The motive behind their efforts, they also say, has to do with about 46 million uninsured Americans. But the politicians' plans are not just about insurance, which is only a method of payment for medical services. The real agenda is to use "coverage for all" as a lever to make fundamental changes in the way patients are treated--and in the economy and society as a whole. This is evident to anyone who listens carefully. Obama, Kennedy, and Baucus are talking about universal health reform, or what Baucus calls "serious and comprehensive reform of the health system in crisis."
This is also evident if one analyzes the "insurance" model they have in mind to follow--Massachusetts' healthcare plan, which boasts of achieving universal coverage, or almost, by forcing most people to buy insurance or face a tax penalty, or, if eligible, to enroll in a government-subsidized plan. "Progressives" like the plan for several reasons. In particular, young and healthy patients would be forced to pay more to subsidize older, sicker patients. (It plays off the Obama "wealth redistribution" idea.) Instead of pricing premiums according to risk, insurers would have to accept all corners, and charge them all the same. This changes the nature of the product from insurance, which is about the accurate pricing of risk, and turns it into a collectivized prepayment system. Welfare, in other words. Premiums become a type of privatized taxation--a neat way of sidestepping protests about tax increases.
What We're Promised
Obama has promised to allow people to keep the insurance plans they have if they like them. Their plans, however, might no longer exist because they might not measure up (likely won't measure up). The plans won't pass muster if they allow a person to benefit from good health and a prudent lifestyle, and not "contribute" enough to the collective pool. But if your plan can no longer be offered, don't worry; a proposed insurance exchange, like the Massachusetts Connector, would match people up with a "high-quality, affordable, comprehensive, nondiscriminatory Health Plan." Insurers may go along with the scheme in exchange for a guaranteed market: 46 million new customers overnight! And individuals would have to buy a product they might otherwise reject as being unnecessary or too expensive. Obama promised to delay forcing the plan on Americans until insurance becomes "affordable"--by the government's definition, not necessarily the customer's--but he may well accept the demands for mandates.

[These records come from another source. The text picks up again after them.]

//! Overlay dialogs

pub mod help;
//! Step progress indicator
//!
//! Every step up to and including the current one is marked done.

use ratatui::{
    layout::{Alignment, Rect},
    style::{Color, Modifier, Style},
    text::{Line, Span},
    widgets::{Block, Borders, Paragraph},
    Frame,
};

use crate::wizard::Step;

/// Build the indicator line for `current`
pub fn progress_line(current: Step) -> Line<'static> {
    let mut spans = Vec::new();

    for step in Step::ALL {
        if step != Step::Personal {
            let connector_style = if step <= current {
                Style::default().fg(Color::Green)
            } else {
                Style::default().fg(Color::DarkGray)
            };
            spans.push(Span::styled(" ──── ", connector_style));
        }

        if step <= current {
            spans.push(Span::styled(
                format!("(✓) Step {}", step.number()),
                Style::default().fg(Color::Green).add_modifier(Modifier::BOLD),
            ));
        } else {
            spans.push(Span::styled(
                format!("({}) Step {}", step.number(), step.number()),
                Style::default().fg(Color::DarkGray),
            ));
        }
    }

    Line::from(spans)
}

/// Render the progress header
pub fn render(frame: &mut Frame, current: Step, area: Rect) {
    let paragraph = Paragraph::new(progress_line(current))
        .alignment(Alignment::Center)
        .block(Block::default().borders(Borders::BOTTOM));

    frame.render_widget(paragraph, area);
}
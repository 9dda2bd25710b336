//! Event handler for the TUI
//!
//! Routes keyboard events to the help overlay or the form.

use crossterm::event::{KeyCode, KeyEvent, KeyEventKind, KeyModifiers};

use crate::storage::KeyValueStore;
use crate::wizard::FieldKind;

use super::app::App;
use super::event::Event;

/// Handle an incoming event
pub fn handle_event<S: KeyValueStore>(app: &mut App<S>, event: Event) {
    match event {
        Event::Key(key) => handle_key_event(app, key),
        Event::Tick => app.tick(),
        Event::Resize(_, _) => {}
    }
}

/// Handle a key event
fn handle_key_event<S: KeyValueStore>(app: &mut App<S>, key: KeyEvent) {
    // Some terminals report releases too
    if key.kind != KeyEventKind::Press {
        return;
    }

    if key.modifiers.contains(KeyModifiers::CONTROL) {
        match key.code {
            KeyCode::Char('c') | KeyCode::Char('q') => app.quit(),
            KeyCode::Char('r') => app.reset(),
            _ => {}
        }
        return;
    }

    if app.show_help {
        handle_help_key(app, key);
        return;
    }

    handle_form_key(app, key);
}

/// Keys while the help overlay is open
fn handle_help_key<S: KeyValueStore>(app: &mut App<S>, key: KeyEvent) {
    if matches!(
        key.code,
        KeyCode::Esc | KeyCode::F(1) | KeyCode::Char('?') | KeyCode::Char('q')
    ) {
        app.show_help = false;
    }
}

/// Keys on the form
fn handle_form_key<S: KeyValueStore>(app: &mut App<S>, key: KeyEvent) {
    match key.code {
        KeyCode::F(1) => app.toggle_help(),

        // Step navigation
        KeyCode::Enter => app.advance(),
        KeyCode::Esc => app.retreat(),

        // Field navigation
        KeyCode::Tab | KeyCode::Down => app.focus_next(),
        KeyCode::BackTab | KeyCode::Up => app.focus_prev(),

        // Editing
        KeyCode::Left => app.horizontal(false),
        KeyCode::Right => app.horizontal(true),
        KeyCode::Home => app.input.move_start(),
        KeyCode::End => app.input.move_end(),
        KeyCode::Backspace => app.backspace(),
        KeyCode::Delete => app.delete(),
        KeyCode::Char(' ') if app.focused_field().kind() == FieldKind::Toggle => app.toggle_focused(),
        KeyCode::Char(c) => app.insert_char(c),

        _ => {}
    }
}

#[cfg(test)]
mod tests {
    use super::*;
    use crate::config::Settings;
    use crate::storage::MemoryStore;
    use crate::wizard::{Step, STEP_KEY, VALIDATION_MESSAGE};

    fn press(app: &mut App<MemoryStore>, code: KeyCode) {
        handle_event(app, Event::Key(KeyEvent::new(code, KeyModifiers::NONE)));
    }

    fn ctrl(app: &mut App<MemoryStore>, c: char) {
        handle_event(
            app,
            Event::Key(KeyEvent::new(KeyCode::Char(c), KeyModifiers::CONTROL)),
        );
    }

    fn type_str(app: &mut App<MemoryStore>, text: &str) {
        for c in text.chars() {
            press(app, KeyCode::Char(c));
        }
    }

    fn app() -> App<MemoryStore> {
        App::new(MemoryStore::new(), &Settings::default())
    }

    #[test]
    fn test_fill_step_one_with_keys() {
        let mut app = app();
        type_str(&mut app, "A");
        press(&mut app, KeyCode::Tab);
        type_str(&mut app, "B");
        press(&mut app, KeyCode::Tab);
        type_str(&mut app, "a@b.com");
        press(&mut app, KeyCode::Tab);
        type_str(&mut app, "123");
        press(&mut app, KeyCode::Enter);

        assert_eq!(app.wizard.current_step(), Step::Location);
        assert_eq!(app.wizard.store().get(STEP_KEY).as_deref(), Some("2"));
    }

    #[test]
    fn test_enter_with_empty_fields_notifies() {
        let mut app = app();
        press(&mut app, KeyCode::Enter);

        assert_eq!(app.wizard.current_step(), Step::Personal);
        assert_eq!(
            app.wizard.notifier().current().unwrap().message,
            VALIDATION_MESSAGE
        );
    }

    #[test]
    fn test_esc_goes_back() {
        let mut app = App::new(MemoryStore::with_entry(STEP_KEY, "2"), &Settings::default());
        press(&mut app, KeyCode::Esc);
        assert_eq!(app.wizard.current_step(), Step::Personal);

        press(&mut app, KeyCode::Esc);
        assert_eq!(app.wizard.current_step(), Step::Personal);
        assert_eq!(app.wizard.store().get(STEP_KEY).as_deref(), Some("1"));
    }

    #[test]
    fn test_q_is_text_not_quit() {
        let mut app = app();
        press(&mut app, KeyCode::Char('q'));
        assert!(!app.should_quit);
        assert_eq!(app.wizard.personal().first_name, "q");

        ctrl(&mut app, 'q');
        assert!(app.should_quit);
    }

    #[test]
    fn test_help_overlay_swallows_keys() {
        let mut app = app();
        press(&mut app, KeyCode::F(1));
        assert!(app.show_help);

        press(&mut app, KeyCode::Char('x'));
        assert_eq!(app.wizard.personal().first_name, "");

        press(&mut app, KeyCode::Esc);
        assert!(!app.show_help);
    }

    #[test]
    fn test_space_toggles_checkbox_but_types_in_text() {
        let mut app = App::new(MemoryStore::with_entry(STEP_KEY, "3"), &Settings::default());
        type_str(&mut app, "C D");
        assert_eq!(app.wizard.business().company_name, "C D");

        press(&mut app, KeyCode::BackTab);
        press(&mut app, KeyCode::Char(' '));
        assert!(app.wizard.business().share_subscription);
    }

    #[test]
    fn test_ctrl_r_resets() {
        let mut app = App::new(MemoryStore::with_entry(STEP_KEY, "3"), &Settings::default());
        ctrl(&mut app, 'r');
        assert_eq!(app.wizard.current_step(), Step::Personal);
    }

    #[test]
    fn test_key_release_ignored() {
        let mut app = app();
        let mut key = KeyEvent::new(KeyCode::Char('z'), KeyModifiers::NONE);
        key.kind = KeyEventKind::Release;
        handle_event(&mut app, Event::Key(key));
        assert_eq!(app.wizard.personal().first_name, "");
    }
}
//! TUI Views module
//!
//! The wizard screen: progress header, the current step's form, navigation
//! controls and the status bar, with toasts and help drawn on top.

pub mod form;
pub mod progress;
pub mod status_bar;

use ratatui::Frame;

use crate::storage::KeyValueStore;

use super::app::App;
use super::dialogs;
use super::layout::{toast_area, AppLayout};
use super::widgets::NotificationWidget;

/// Render the entire application
pub fn render<S: KeyValueStore>(frame: &mut Frame, app: &App<S>) {
    let layout = AppLayout::new(frame.area());

    progress::render(frame, app.wizard.current_step(), layout.progress);
    form::render(frame, app, layout.form);
    form::render_nav(frame, app, layout.nav);
    status_bar::render(frame, app, layout.status_bar);

    if let Some(notification) = app.wizard.notifier().current() {
        let area = toast_area(40, 4, frame.area());
        frame.render_widget(NotificationWidget::new(notification), area);
    }

    if app.show_help {
        dialogs::help::render(frame);
    }
}
//! stepform - a three-step registration wizard for the terminal
//!
//! The wizard walks a user through personal information, location and
//! business details. Steps 1 and 2 gate progress on their required fields;
//! the current step index survives restarts through a key-value store.
//!
//! # Architecture
//!
//! The crate is organized into the following modules:
//!
//! - `wizard`: Step state machine, field records and validation
//! - `storage`: Key-value stores (in-memory and JSON file)
//! - `config`: Path resolution and user settings
//! - `logging`: `tracing` subscriber setup
//! - `tui`: ratatui front end
//! - `error`: Custom error types
//!
//! # Example
//!
//! ```rust
//! use stepform::storage::MemoryStore;
//! use stepform::wizard::{Notifier, PersonalField, Field, Step, Wizard};
//!
//! struct Silent;
//! impl Notifier for Silent {
//!     fn notify_error(&mut self, _message: &str) {}
//! }
//!
//! let mut wizard = Wizard::mount(MemoryStore::new(), Silent);
//! for (field, value) in [
//!     (PersonalField::FirstName, "Ada"),
//!     (PersonalField::LastName, "Lovelace"),
//!     (PersonalField::Email, "ada@example.com"),
//!     (PersonalField::Phone, "555-0100"),
//! ] {
//!     wizard.set_field(Field::Personal(field), value);
//! }
//! wizard.advance();
//! assert_eq!(wizard.current_step(), Step::Location);
//! ```

pub mod config;
pub mod error;
pub mod logging;
pub mod storage;
pub mod tui;
pub mod wizard;

pub use error::StepformError;
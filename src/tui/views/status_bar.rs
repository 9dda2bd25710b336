//! Status bar view
//!
//! Shows the current step, any status message, and key hints

use ratatui::{
    layout::Rect,
    style::{Color, Modifier, Style},
    text::{Line, Span},
    widgets::Paragraph,
    Frame,
};

use crate::storage::KeyValueStore;
use crate::tui::app::App;

/// Render the status bar
pub fn render<S: KeyValueStore>(frame: &mut Frame, app: &App<S>, area: Rect) {
    let mut spans = vec![Span::styled(
        format!(" {} ", app.wizard.current_step()),
        Style::default().fg(Color::Cyan).add_modifier(Modifier::BOLD),
    )];

    if let Some(ref message) = app.status_message {
        spans.push(Span::raw(" │ "));
        spans.push(Span::styled(
            message.as_str(),
            Style::default().fg(Color::Yellow),
        ));
    }

    spans.push(Span::raw(" │ "));
    spans.push(Span::styled(
        "Tab:field  Enter:next  Esc:back  F1:help  Ctrl+Q:quit",
        Style::default().fg(Color::DarkGray),
    ));

    frame.render_widget(Paragraph::new(Line::from(spans)), area);
}
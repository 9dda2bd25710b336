//! Custom error types for stepform
//!
//! Errors of the application shell (paths, settings, state file, terminal).
//! Form validation failures are not part of this hierarchy: they are handled
//! inside the wizard and surfaced through its notifier.

use thiserror::Error;

/// The main error type for stepform operations
#[derive(Error, Debug)]
pub enum StepformError {
    /// Configuration-related errors
    #[error("Configuration error: {0}")]
    Config(String),

    /// File I/O errors
    #[error("I/O error: {0}")]
    Io(String),

    /// JSON serialization/deserialization errors
    #[error("JSON error: {0}")]
    Json(String),

    /// Key-value store errors
    #[error("Storage error: {0}")]
    Storage(String),

    /// TUI errors
    #[error("TUI error: {0}")]
    Tui(String),
}

impl StepformError {
    /// Check if this is a storage error
    pub fn is_storage(&self) -> bool {
        matches!(self, Self::Storage(_))
    }
}

impl From<std::io::Error> for StepformError {
    fn from(err: std::io::Error) -> Self {
        Self::Io(err.to_string())
    }
}

impl From<serde_json::Error> for StepformError {
    fn from(err: serde_json::Error) -> Self {
        Self::Json(err.to_string())
    }
}

/// Result type alias for stepform operations
pub type StepformResult<T> = Result<T, StepformError>;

Obama and friends also promise that they will ensure that providers deliver quality care--better care than we have now. The reformers claim that at the present time the United States spends much more than other countries but still has worse health outcomes. They claim to know this because rankings made by the World Health Organization place U.S. medical care below most other developed countries--far below most socialist countries. In the WHO ranking, France has the best medical care, Italy came in 2nd, the United Kingdom was in the 18th spot, Saudi Arabia 26th, and Canada 30th. The United States came in 37th, just above Cuba (in 39th place). The politicians don't state (or don't know) that the WHO rankings are designed to place a much higher value on "equitable" access and less value on satisfying consumers' desires. In fact, if everyone in a country received poorer medical care than people in the United States, but care was "universal," it could rank higher than the United States. (See "Bad Economics & Medicine" in our January 5, 2009 issue for a more detailed explanation of the WHO rankings.)